Sharding is an old concept used for distributing data across different systems. Sharding can be horizontal or vertical. In horizontal sharding, in case of RDBMS, data is distributed on the basis of rows, with some rows residing on a single machine and the other rows residing on other machines. Vertical sharding is similar to columnar storage, where columns can be stored separately in different locations.
Hadoop Distributed File Systems (HDFS) use data-volumes-based sharding, where a single big file is sharded and distributed across multiple machines using the block size. So, as an example, if the block size is 64 MB, a 640 MB file will be split into 10 chunks and placed in multiple machines.

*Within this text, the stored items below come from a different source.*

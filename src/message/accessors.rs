/// Generate the payload setters and getters every facade shares
///
/// The facade must have a `record: MessageRecord` field.
macro_rules! payload_accessors {
    ($facade:ty) => {
        impl $facade {
            /// Set the text content
            pub fn with_content(mut self, content: impl Into<String>) -> Self {
                self.record.content = content.into();
                self
            }

            /// Set the embeds, replacing any previously set
            pub fn with_embeds(mut self, embeds: Vec<serenity::builder::CreateEmbed>) -> Self {
                self.record.embeds = embeds;
                self
            }

            /// Set the component rows, replacing any previously set
            pub fn with_components(
                mut self,
                components: Vec<serenity::builder::CreateActionRow>,
            ) -> Self {
                self.record.components = components;
                self
            }

            pub fn with_allowed_mentions(
                mut self,
                allowed_mentions: serenity::builder::CreateAllowedMentions,
            ) -> Self {
                self.record.allowed_mentions = Some(allowed_mentions);
                self
            }

            /// Set the files uploaded on send
            pub fn with_files(mut self, files: Vec<serenity::builder::CreateAttachment>) -> Self {
                self.record.files = files;
                self
            }

            pub fn with_flags(mut self, flags: serenity::model::channel::MessageFlags) -> Self {
                self.record.flags = flags;
                self
            }

            pub fn with_tts(mut self, tts: bool) -> Self {
                self.record.tts = tts;
                self
            }

            pub fn content(&self) -> &str {
                &self.record.content
            }

            pub fn embeds(&self) -> &[serenity::builder::CreateEmbed] {
                &self.record.embeds
            }

            pub fn components(&self) -> &[serenity::builder::CreateActionRow] {
                &self.record.components
            }

            pub fn flags(&self) -> serenity::model::channel::MessageFlags {
                self.record.flags
            }

            pub fn tts(&self) -> bool {
                self.record.tts
            }
        }
    };
}

pub(crate) use payload_accessors;
use super::record::MessageRecord;
use super::response_type::ResponseType;
use crate::adapters::InteractionRef;
use serenity::builder::{
    AutocompleteChoice, CreateActionRow, CreateAllowedMentions, CreateAttachment, CreateEmbed,
};
use serenity::model::channel::{Attachment, MessageFlags, MessageReference};
use serenity::model::id::{ChannelId, MessageId, StickerId};

/// A single field assignment applied when constructing a message
///
/// Options are applied in order, so when two options target the same field
/// the later one wins. Nothing is validated at construction time.
///
/// ```
/// use msgkit::{ChannelMessage, MessageOption};
///
/// let message = ChannelMessage::new([
///     MessageOption::Content("hello".to_string()),
///     MessageOption::Tts(true),
/// ]);
/// assert_eq!(message.content(), "hello");
/// ```
#[derive(Debug, Clone)]
pub enum MessageOption {
    AllowedMentions(CreateAllowedMentions),
    /// Existing attachments to keep when editing an interaction response
    Attachments(Vec<Attachment>),
    ChannelId(ChannelId),
    /// Autocomplete responses only
    Choices(Vec<AutocompleteChoice>),
    Components(Vec<CreateActionRow>),
    Content(String),
    /// Modal responses only
    CustomId(String),
    Embeds(Vec<CreateEmbed>),
    /// New files to upload
    Files(Vec<CreateAttachment>),
    Flags(MessageFlags),
    Interaction(InteractionRef),
    MessageId(MessageId),
    /// Message to reply to
    Reference(MessageReference),
    ResponseType(ResponseType),
    StickerIds(Vec<StickerId>),
    /// Modal responses only
    Title(String),
    Tts(bool),
}

impl MessageOption {
    pub(crate) fn apply(self, record: &mut MessageRecord) {
        match self {
            Self::AllowedMentions(allowed_mentions) => {
                record.allowed_mentions = Some(allowed_mentions)
            }
            Self::Attachments(attachments) => record.attachments = attachments,
            Self::ChannelId(channel_id) => record.channel_id = Some(channel_id),
            Self::Choices(choices) => record.choices = choices,
            Self::Components(components) => record.components = components,
            Self::Content(content) => record.content = content,
            Self::CustomId(custom_id) => record.custom_id = custom_id,
            Self::Embeds(embeds) => record.embeds = embeds,
            Self::Files(files) => record.files = files,
            Self::Flags(flags) => record.flags = flags,
            Self::Interaction(interaction) => record.interaction = Some(interaction),
            Self::MessageId(message_id) => record.message_id = Some(message_id),
            Self::Reference(reference) => record.reference = Some(reference),
            Self::ResponseType(response_type) => record.response_type = Some(response_type),
            Self::StickerIds(sticker_ids) => record.sticker_ids = sticker_ids,
            Self::Title(title) => record.title = title,
            Self::Tts(tts) => record.tts = tts,
        }
    }
}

The same autosharding capability is used when new nodes are added to Cassandra, where the new node becomes responsible for a specific key range of data. The details of what node holds what key ranges is coordinated and shared across the cluster using the gossip protocol. So, whenever a client wants to access a specific key, each node locates the key and its associated data quickly within a few milliseconds. When the client writes data to the cluster, the data will be written to the nodes responsible for that key range. However, if the node responsible for that key range is down or not reachable, Cassandra uses a clever solution called Hinted Handoff that allows the data to be managed by another node in the cluster and to be written back on the responsible node once that node is back in the cluster.
The replication of data raises the concern of data inconsistency when the replicas might have different states for the same data. Cassandra uses mechanisms such as anti-entropy and read repair for solving this problem and synchronizing data across the replicas. Anti-entropy is used at the time of compaction, where compaction is a concept borrowed from Google BigTable. Compaction in Cassandra refers to the merging of SSTable and helps in optimizing data storage and increasing read performance by reducing the number of seeks across SSTables. Another problem that compaction solves is handling deletion in Cassandra. Unlike traditional RDBMS, all deletes in Cassandra are soft deletes, which means that the records still exist in the underlying data store but are marked with a special flag so that these deleted records do not appear in query results. The records marked as deleted records are called tombstone records. Major compactions handle these soft deletes or tombstones by removing them from the SSTable in the underlying file stores. Cassandra, like Dynamo, uses a Merkle tree data structure to represent the data state at a column family level in a node. This Merkle tree representation is used during major compactions to find the difference in the data states across nodes and reconciled.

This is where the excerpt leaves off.